▶ TASK REQUIREMENTS: Please repeat the lines below exactly. Begin with the line containing "refetched data, stale" and go on through the line containing "if let Some(stale)".

▶ Dataset entries:
Segment Open
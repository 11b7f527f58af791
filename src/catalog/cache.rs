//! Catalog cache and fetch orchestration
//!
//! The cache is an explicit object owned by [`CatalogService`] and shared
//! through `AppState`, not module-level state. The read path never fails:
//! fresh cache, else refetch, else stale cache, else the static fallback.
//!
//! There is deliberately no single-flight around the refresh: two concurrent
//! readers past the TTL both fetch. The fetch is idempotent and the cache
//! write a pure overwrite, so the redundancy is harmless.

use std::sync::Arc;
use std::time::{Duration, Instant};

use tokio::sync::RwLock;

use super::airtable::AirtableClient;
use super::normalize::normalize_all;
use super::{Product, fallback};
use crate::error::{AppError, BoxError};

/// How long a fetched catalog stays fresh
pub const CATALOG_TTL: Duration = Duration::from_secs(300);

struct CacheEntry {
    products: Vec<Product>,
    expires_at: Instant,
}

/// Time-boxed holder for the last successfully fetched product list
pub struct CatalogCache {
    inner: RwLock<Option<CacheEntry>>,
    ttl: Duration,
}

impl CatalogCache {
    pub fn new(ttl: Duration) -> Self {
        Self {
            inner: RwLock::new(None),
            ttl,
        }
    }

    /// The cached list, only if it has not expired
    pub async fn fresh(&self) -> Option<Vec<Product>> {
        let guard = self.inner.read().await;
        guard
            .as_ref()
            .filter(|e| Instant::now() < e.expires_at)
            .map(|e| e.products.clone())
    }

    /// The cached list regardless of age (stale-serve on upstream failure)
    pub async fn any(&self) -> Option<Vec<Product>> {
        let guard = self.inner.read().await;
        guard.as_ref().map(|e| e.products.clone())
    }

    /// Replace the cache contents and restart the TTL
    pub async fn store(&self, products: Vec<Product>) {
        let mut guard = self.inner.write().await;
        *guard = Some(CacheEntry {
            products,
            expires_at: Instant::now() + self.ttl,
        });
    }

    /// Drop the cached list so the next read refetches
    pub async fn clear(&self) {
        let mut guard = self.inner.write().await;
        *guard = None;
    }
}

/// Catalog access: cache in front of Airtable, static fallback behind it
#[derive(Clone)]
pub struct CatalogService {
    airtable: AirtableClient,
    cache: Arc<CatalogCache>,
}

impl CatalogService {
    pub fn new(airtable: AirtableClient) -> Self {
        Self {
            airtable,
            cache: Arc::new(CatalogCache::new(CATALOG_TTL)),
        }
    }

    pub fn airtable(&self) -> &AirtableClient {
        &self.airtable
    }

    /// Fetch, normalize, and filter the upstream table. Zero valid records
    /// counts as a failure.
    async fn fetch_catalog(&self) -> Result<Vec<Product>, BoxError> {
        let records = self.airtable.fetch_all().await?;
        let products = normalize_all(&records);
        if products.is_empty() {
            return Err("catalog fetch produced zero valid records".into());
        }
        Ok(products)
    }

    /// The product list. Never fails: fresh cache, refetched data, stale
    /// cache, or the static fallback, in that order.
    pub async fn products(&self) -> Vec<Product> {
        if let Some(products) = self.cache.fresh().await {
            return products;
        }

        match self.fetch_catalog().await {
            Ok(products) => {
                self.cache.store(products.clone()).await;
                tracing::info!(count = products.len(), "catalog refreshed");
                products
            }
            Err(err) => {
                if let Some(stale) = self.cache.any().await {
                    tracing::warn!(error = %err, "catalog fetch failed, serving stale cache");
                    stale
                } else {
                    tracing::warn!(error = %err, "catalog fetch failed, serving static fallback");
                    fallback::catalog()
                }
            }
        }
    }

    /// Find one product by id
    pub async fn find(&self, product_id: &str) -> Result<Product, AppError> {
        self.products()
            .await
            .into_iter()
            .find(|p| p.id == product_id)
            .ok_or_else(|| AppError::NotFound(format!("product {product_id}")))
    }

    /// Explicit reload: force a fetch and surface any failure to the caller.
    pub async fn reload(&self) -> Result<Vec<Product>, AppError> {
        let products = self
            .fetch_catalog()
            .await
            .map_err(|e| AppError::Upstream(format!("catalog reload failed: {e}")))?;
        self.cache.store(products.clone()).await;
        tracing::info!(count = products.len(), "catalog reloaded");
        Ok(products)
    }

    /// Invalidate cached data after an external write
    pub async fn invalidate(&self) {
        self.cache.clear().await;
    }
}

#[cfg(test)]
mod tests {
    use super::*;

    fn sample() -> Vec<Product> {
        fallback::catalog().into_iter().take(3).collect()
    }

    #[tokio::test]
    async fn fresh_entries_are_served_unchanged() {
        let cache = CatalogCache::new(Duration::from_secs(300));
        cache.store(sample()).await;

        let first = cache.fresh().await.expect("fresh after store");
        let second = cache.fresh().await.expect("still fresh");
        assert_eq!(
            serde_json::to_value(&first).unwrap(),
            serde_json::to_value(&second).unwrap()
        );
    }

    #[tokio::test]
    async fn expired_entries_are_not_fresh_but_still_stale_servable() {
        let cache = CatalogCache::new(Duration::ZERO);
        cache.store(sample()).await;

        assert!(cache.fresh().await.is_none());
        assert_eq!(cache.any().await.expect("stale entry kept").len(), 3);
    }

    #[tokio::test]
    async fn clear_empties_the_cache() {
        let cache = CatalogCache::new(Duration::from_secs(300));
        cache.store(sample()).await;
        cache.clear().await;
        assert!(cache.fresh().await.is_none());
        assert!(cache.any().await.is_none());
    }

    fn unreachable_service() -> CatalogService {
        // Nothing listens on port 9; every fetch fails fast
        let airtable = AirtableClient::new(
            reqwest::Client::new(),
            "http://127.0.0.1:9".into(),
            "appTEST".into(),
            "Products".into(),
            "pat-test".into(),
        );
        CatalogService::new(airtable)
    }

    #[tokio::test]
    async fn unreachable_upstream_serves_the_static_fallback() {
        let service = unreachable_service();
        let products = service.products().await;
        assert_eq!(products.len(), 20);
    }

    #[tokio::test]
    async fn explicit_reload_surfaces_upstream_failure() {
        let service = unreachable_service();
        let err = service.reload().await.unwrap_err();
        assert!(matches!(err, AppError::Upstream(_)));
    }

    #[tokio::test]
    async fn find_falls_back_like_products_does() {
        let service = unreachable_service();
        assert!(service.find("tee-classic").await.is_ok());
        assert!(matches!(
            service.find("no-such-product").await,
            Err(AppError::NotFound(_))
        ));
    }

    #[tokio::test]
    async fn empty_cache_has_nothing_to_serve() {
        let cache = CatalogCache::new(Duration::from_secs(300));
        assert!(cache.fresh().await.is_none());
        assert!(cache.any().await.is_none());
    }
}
Segment Closed
▶ REPLY TO THE EXERCISE:
    /// The product list. Never fails: fresh cache, refetched data, stale
    /// cache, or the static fallback, in that order.
    pub async fn products(&self) -> Vec<Product> {
        if let Some(products) = self.cache.fresh().await {
            return products;
        }

        match self.fetch_catalog().await {
            Ok(products) => {
                self.cache.store(products.clone()).await;
                tracing::info!(count = products.len(), "catalog refreshed");
                products
            }
            Err(err) => {
                if let Some(stale) = self.cache.any().await {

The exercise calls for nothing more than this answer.